What to produce
Among the entries that follow, find every line with the word "impl" and copy it.

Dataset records
--- START ---
//! JSON file backend with atomic replacement.

use std::fs;
use std::path::{Path, PathBuf};

use crate::error::{Result, StateError};
use crate::snapshot::StateSnapshot;
use crate::StateStore;

/// A state store backed by a single JSON file.
///
/// Saves write the full snapshot to a sibling temp file and then rename it
/// over the target. Rename is atomic on POSIX filesystems, so a crash
/// mid-save leaves either the old snapshot or the new one, never a torn
/// file.
#[derive(Debug, Clone)]
pub struct JsonFileStore {
    path: PathBuf,
}

impl JsonFileStore {
    /// Create a store over the given file path.
    ///
    /// The file does not need to exist yet; a missing file loads as the
    /// empty snapshot.
    #[must_use]
    pub fn new(path: impl Into<PathBuf>) -> Self {
        Self { path: path.into() }
    }

    /// The path this store persists to.
    #[must_use]
    pub fn path(&self) -> &Path {
        &self.path
    }

    fn temp_path(&self) -> PathBuf {
        let mut name = self.path.file_name().map_or_else(
            || std::ffi::OsString::from("state.json"),
            std::borrow::ToOwned::to_owned,
        );
        name.push(".tmp");
        self.path.with_file_name(name)
    }
}

impl StateStore for JsonFileStore {
    fn load(&self) -> Result<StateSnapshot> {
        let data = match fs::read(&self.path) {
            Ok(data) => data,
            Err(e) if e.kind() == std::io::ErrorKind::NotFound => {
                tracing::debug!(path = %self.path.display(), "No state file yet, starting empty");
                return Ok(StateSnapshot::default());
            }
            Err(e) => return Err(StateError::Io(e)),
        };

        serde_json::from_slice(&data).map_err(|e| StateError::Corrupt(e.to_string()))
    }

    fn save(&self, snapshot: &StateSnapshot) -> Result<()> {
        let data = serde_json::to_vec_pretty(snapshot)
            .map_err(|e| StateError::Serialization(e.to_string()))?;

        let temp = self.temp_path();
        fs::write(&temp, &data)?;
        fs::rename(&temp, &self.path)?;

        tracing::debug!(
            path = %self.path.display(),
            contracts = snapshot.contracts.len(),
            "Saved state snapshot"
        );

        Ok(())
    }
}

#[cfg(test)]
mod tests {
    use super::*;
    use gridforge_core::{ContractId, NodeId};
    use serde_json::json;
    use std::collections::BTreeMap;
    use tempfile::TempDir;

    fn store() -> (JsonFileStore, TempDir) {
        let dir = TempDir::new().unwrap();
        let store = JsonFileStore::new(dir.path().join("state.json"));
        (store, dir)
    }

    fn snapshot() -> StateSnapshot {
        let mut contracts = BTreeMap::new();
        contracts.insert(NodeId::new(14), ContractId::new(7));
        contracts.insert(NodeId::new(21), ContractId::new(9));
        StateSnapshot::new(contracts, json!({"wg_secret": "abc"}))
    }

    #[test]
    fn missing_file_loads_empty() {
        let (store, _dir) = store();
        assert!(store.load().unwrap().is_empty());
    }

    #[test]
    fn save_then_load_roundtrip() {
        let (store, _dir) = store();
        let expected = snapshot();

        store.save(&expected).unwrap();
        assert_eq!(store.load().unwrap(), expected);
    }

    #[test]
    fn save_replaces_wholesale() {
        let (store, _dir) = store();
        store.save(&snapshot()).unwrap();

        let mut contracts = BTreeMap::new();
        contracts.insert(NodeId::new(99), ContractId::new(1));
        let replacement = StateSnapshot::new(contracts, serde_json::Value::Null);
        store.save(&replacement).unwrap();

        let loaded = store.load().unwrap();
        assert_eq!(loaded, replacement);
        assert!(!loaded.contracts.contains_key(&NodeId::new(14)));
    }

    #[test]
    fn no_temp_file_left_behind() {
        let (store, dir) = store();
        store.save(&snapshot()).unwrap();

        let leftovers: Vec<_> = fs::read_dir(dir.path())
            .unwrap()
            .map(|e| e.unwrap().file_name())
            .collect();
        assert_eq!(leftovers, vec![std::ffi::OsString::from("state.json")]);
    }

    #[test]
    fn corrupt_file_is_an_error() {
        let (store, _dir) = store();
        fs::write(store.path(), b"{not json").unwrap();

        assert!(matches!(store.load(), Err(StateError::Corrupt(_))));
    }
}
--- END ---
Exercise solution
impl JsonFileStore {
    pub fn new(path: impl Into<PathBuf>) -> Self {
impl StateStore for JsonFileStore {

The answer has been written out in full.